Howard Johnson filed a second motion for contempt on November 6, 1986, after it discovered that the plastic coverings used by the defendants to block out the signs at the Melbourne and Cocoa locations had blown off and had not been replaced. The plaintiffs also noticed that two billboards advertising the Cocoa facility still retained the orange "roofline" logo of Howard Johnson.

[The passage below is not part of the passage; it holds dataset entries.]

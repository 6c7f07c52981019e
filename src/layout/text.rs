use crate::error::LayoutError;
use crate::label::TextLine;
use crate::units::Mm;
use serde::{Deserialize, Serialize};
use tracing::trace;

/// Average glyph width as a fraction of glyph height for the shop font
pub const GLYPH_ASPECT: f32 = 0.55;
/// Text never shrinks below this height
pub const MIN_TEXT_HEIGHT: Mm = Mm(0.5);
/// Clearance kept between text and the left and right label edges
pub const TEXT_PADDING: Mm = Mm(2.0);
/// Vertical space between stacked lines
pub const LINE_SPACING: Mm = Mm(1.0);
/// Glyph height of the size caption printed along the bottom of each label
pub const CAPTION_HEIGHT: Mm = Mm(1.5);
/// Baseline of the size caption above the label's bottom edge
pub const CAPTION_BASELINE: Mm = Mm(1.0);

/// Tunables for text fitting. The defaults are the values every production
/// run uses.
#[derive(Debug, Copy, Clone, PartialEq, Serialize, Deserialize)]
#[serde(default)]
pub struct TextFitOptions {
    pub glyph_aspect: f32,
    pub padding: Mm,
    pub line_spacing: Mm,
    pub min_height: Mm,
}

impl Default for TextFitOptions {
    fn default() -> Self {
        TextFitOptions {
            glyph_aspect: GLYPH_ASPECT,
            padding: TEXT_PADDING,
            line_spacing: LINE_SPACING,
            min_height: MIN_TEXT_HEIGHT,
        }
    }
}

impl TextFitOptions {
    /// Reject tunables that would let fitted text collapse to nothing or
    /// stack lines upwards
    pub fn validate(&self) -> Result<(), LayoutError> {
        let positive = [
            ("glyph_aspect", self.glyph_aspect),
            ("min_height", self.min_height.0),
        ];
        for (option, value) in positive {
            if !(value.is_finite() && value > 0.0) {
                return Err(LayoutError::InvalidTextOption {
                    option,
                    requirement: "must be positive",
                    value,
                });
            }
        }
        let non_negative = [
            ("padding", self.padding.0),
            ("line_spacing", self.line_spacing.0),
        ];
        for (option, value) in non_negative {
            if !(value.is_finite() && value >= 0.0) {
                return Err(LayoutError::InvalidTextOption {
                    option,
                    requirement: "must not be negative",
                    value,
                });
            }
        }
        Ok(())
    }
}

/// Estimate how wide `text` renders at the given glyph height. This is a
/// character-count approximation, not real font metrics.
pub fn estimate_text_width(text: &str, height: Mm, glyph_aspect: f32) -> Mm {
    height * (text.chars().count() as f32 * glyph_aspect)
}

/// Glyph height to use so that `text` fits in `available_width` less
/// `padding` on both sides, using the default aspect ratio and floor
///
/// ```
/// use label_sheet::{layout::fit_text_height, Mm};
///
/// // 20 * 5 * 0.55 = 55mm of text does not fit in 50 - 2 * 2 = 46mm
/// let height = fit_text_height("ABCDEFGHIJKLMNOPQRST", Mm(50.0), Mm(5.0), Mm(2.0));
/// assert!(height < Mm(5.0));
/// assert!(height >= Mm(0.5));
/// ```
pub fn fit_text_height(text: &str, available_width: Mm, desired_height: Mm, padding: Mm) -> Mm {
    let fitter = TextFitter::new(TextFitOptions {
        padding,
        ..TextFitOptions::default()
    });
    fitter.fit_within(text, available_width, desired_height).height
}

/// The outcome of fitting one string
#[derive(Debug, Copy, Clone, PartialEq, Serialize)]
pub struct TextFit {
    pub height: Mm,
    /// Estimated rendered width at `height`
    pub estimated_width: Mm,
}

/// Where one text line ends up on a label. Vertical positions are measured
/// from the label's bottom edge and horizontal ones from its left edge.
#[derive(Debug, Clone, PartialEq, Serialize)]
pub struct TextLineFit {
    /// Index of the line in the design's line list, blank lines included
    pub line: usize,
    pub text: String,
    pub desired_height: Mm,
    pub height: Mm,
    pub baseline: Mm,
    /// The line is centred on this offset
    pub centre_x: Mm,
    pub estimated_width: Mm,
}

impl TextLineFit {
    /// True if auto-fit had to shrink the line
    pub fn is_shrunk(&self) -> bool {
        self.height < self.desired_height
    }

    /// Vertical middle of the line, the anchor used by middle-centre
    /// attachment in vector drawing formats
    pub fn middle(&self) -> Mm {
        self.baseline + self.height / 2.0
    }
}

/// The `"{width}x{height}mm"` size caption along the bottom of a label
#[derive(Debug, Clone, PartialEq, Serialize)]
pub struct Caption {
    pub text: String,
    pub height: Mm,
    pub baseline: Mm,
    pub centre_x: Mm,
}

impl Caption {
    pub fn for_label(width: Mm, height: Mm) -> Caption {
        Caption {
            text: format!("{}x{}mm", width.0, height.0),
            height: CAPTION_HEIGHT,
            baseline: CAPTION_BASELINE,
            centre_x: width / 2.0,
        }
    }
}

/// Auto-fits text to label interiors
#[derive(Debug, Default, Copy, Clone, PartialEq)]
pub struct TextFitter {
    pub options: TextFitOptions,
}

impl TextFitter {
    /// A fitter using the given tunables
    pub fn new(options: TextFitOptions) -> TextFitter {
        TextFitter { options }
    }

    /// Fit `text` into a label `available_width` wide, keeping the padding
    /// clear on both sides. The result is never taller than `desired_height`
    /// and never shorter than the minimum height (or `desired_height`, if
    /// that is smaller still).
    pub fn fit_within(&self, text: &str, available_width: Mm, desired_height: Mm) -> TextFit {
        let interior = available_width - self.options.padding * 2.0;
        let estimated = estimate_text_width(text, desired_height, self.options.glyph_aspect);

        if estimated <= interior || !estimated.is_positive() {
            return TextFit {
                height: desired_height,
                estimated_width: estimated,
            };
        }

        let scaled = desired_height * interior.ratio(estimated);
        let floor = self.options.min_height.min(desired_height);
        // NaN scales (from a NaN width) fall through to the floor
        let height = if scaled >= floor { scaled } else { floor };

        TextFit {
            height,
            estimated_width: estimate_text_width(text, height, self.options.glyph_aspect),
        }
    }

    /// Fit every non-blank line to a label's width and stack the lines into a
    /// block centred vertically on the label. Each line is centred
    /// horizontally on its own.
    pub fn stack_lines(&self, lines: &[TextLine], width: Mm, height: Mm) -> Vec<TextLineFit> {
        let mut fits: Vec<TextLineFit> = lines
            .iter()
            .enumerate()
            .filter(|(_, line)| !line.is_blank())
            .map(|(i, line)| {
                let fit = self.fit_within(&line.text, width, line.height);
                if fit.height < line.height {
                    trace!(
                        text = %line.text,
                        desired = line.height.0,
                        fitted = fit.height.0,
                        "shrinking text line to fit"
                    );
                }
                TextLineFit {
                    line: i,
                    text: line.text.clone(),
                    desired_height: line.height,
                    height: fit.height,
                    baseline: Mm(0.0),
                    centre_x: width / 2.0,
                    estimated_width: fit.estimated_width,
                }
            })
            .collect();

        if fits.is_empty() {
            return fits;
        }

        let gaps = self.options.line_spacing * (fits.len() - 1) as f32;
        let block: Mm = fits.iter().map(|f| f.height).sum::<Mm>() + gaps;

        // the cursor walks down from the top of the centred block; each line
        // sits with its baseline at the bottom of its own slot
        let mut cursor = (height + block) / 2.0;
        for fit in fits.iter_mut() {
            cursor -= fit.height;
            fit.baseline = cursor;
            cursor -= self.options.line_spacing;
        }

        fits
    }
}
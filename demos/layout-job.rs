//! Lays out a JSON job file and prints the resulting sheets.
//!
//! ```text
//! RUST_LOG=label_sheet=debug cargo run --example layout-job -- job.json
//! ```

use label_sheet::render::{render_layout, FileNaming, GeometryJsonRenderer};
use label_sheet::LayoutJob;
use tracing_subscriber::layer::SubscriberExt;
use tracing_subscriber::util::SubscriberInitExt;
use tracing_subscriber::{fmt, EnvFilter};

const SAMPLE_JOB: &str = r#"{
    "sheet": { "width": 600, "height": 300, "margin": 5, "gap": 2 },
    "labels": [
        {
            "name": "pump tags",
            "width": 60, "height": 20, "quantity": 12,
            "hole_count": 2, "hole_diameter": 3,
            "lines": [
                { "text": "PUMP P-101", "height": 6 },
                { "text": "COOLING WATER SUPPLY", "height": 4, "spacing_top": "auto" }
            ]
        },
        {
            "width": 120, "height": 40, "quantity": 2,
            "text_colour": "White", "background": "Red", "thickness": 1.6,
            "lines": [{ "text": "FIRE ALARM PANEL", "height": 10 }]
        },
        {
            "name": "banner",
            "width": 700, "height": 50,
            "lines": [{ "text": "SITE ENTRANCE", "height": 30 }]
        }
    ]
}"#;

fn main() {
    tracing_subscriber::registry()
        .with(EnvFilter::try_from_default_env().unwrap_or_else(|_| EnvFilter::new("info")))
        .with(fmt::layer())
        .init();

    let job = match std::env::args().nth(1) {
        Some(path) => {
            let file = std::fs::File::open(&path).expect("can open job file");
            LayoutJob::from_reader(std::io::BufReader::new(file)).expect("job file is valid")
        }
        None => LayoutJob::from_json_str(SAMPLE_JOB).expect("sample job is valid"),
    };

    let result = job.run().expect("can lay out job");

    let summary = result.summary();
    println!(
        "{} labels on {} sheets",
        summary.total_labels, summary.total_sheets
    );
    for group in result.groups() {
        println!("{}", group.key);
        for sheet in &group.sheets {
            println!("  page {:02}: {} labels", sheet.page, sheet.len());
        }
    }
    for warning in result.warnings() {
        println!(
            "warning: {} ({}x{}) does not fit the usable {}x{}",
            warning.name.as_deref().unwrap_or("unnamed"),
            warning.size.width,
            warning.size.height,
            warning.usable.width,
            warning.usable.height,
        );
    }

    let files = render_layout(
        &result,
        &mut GeometryJsonRenderer::default(),
        &FileNaming::with_prefix("MLA "),
    )
    .expect("can render sheets");
    for file in files {
        println!("{} ({} bytes)", file.name, file.contents.len());
    }
}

The trial court denied the plaintiffs' motion for contempt after the defendants removed the signs and obscured the "roofline" logo from the billboards three days prior to the second contempt hearing.

The third motion for contempt, which is the subject of this appeal, was filed by Howard Johnson on April 21, 1987, after discovering that the defendants had begun operating their Cocoa and Melbourne motor lodges and restaurants under the name "H.J. Inns." The trial court had testimony from Azim Visram, the general manager of the Cocoa and Melbourne facilities, concerning a November 1986 meeting between Visram, Khimani, and Khimani's son Ariff, who was president of defendant Torbay Holding.1 Visram testified that at this meeting, "it was decided that we would get a name that would be close to Howard Johnson's name, yet it would not infringe on their name. . . ." Visram later affirmed that "the idea was to get as close to Howard Johnson as you could without infringing." Visram testified that during or shortly after this meeting, the Khimanis, with the final approval of defendant Amir Khimani, decided to rename the facilities "H.J. Inns."

Pursuant to Amir Khimani's decision to rename the facilities, "H.J. Inns" was painted in white lettering against a dark blue background on the former Howard Johnson sign at the Cocoa lodge. Previously, the sign had displayed "HOWARD JOHNSON'S" in white letters on a light blue background. The name "H.J. Inns" was also placed with removable black plastic letters on the marquee sign at the Melbourne lodge. Additionally, the employees at both locations answered their phones and identified the facilities to the public as "H.J. Inns."

The trial court found that the defendants' operation of the Melbourne and Cocoa facilities under the name "H.J. Inns" and the "H.J. Inns" signs constituted a violation of the court's preliminary injunction. It therefore granted the plaintiffs' third motion for civil contempt and, in a subsequent hearing, imposed compensatory damages, costs, and attorneys' fees in the amount of $234,475.15. On appeal, the defendants challenge both the district court's finding of contempt and the amount of sanctions.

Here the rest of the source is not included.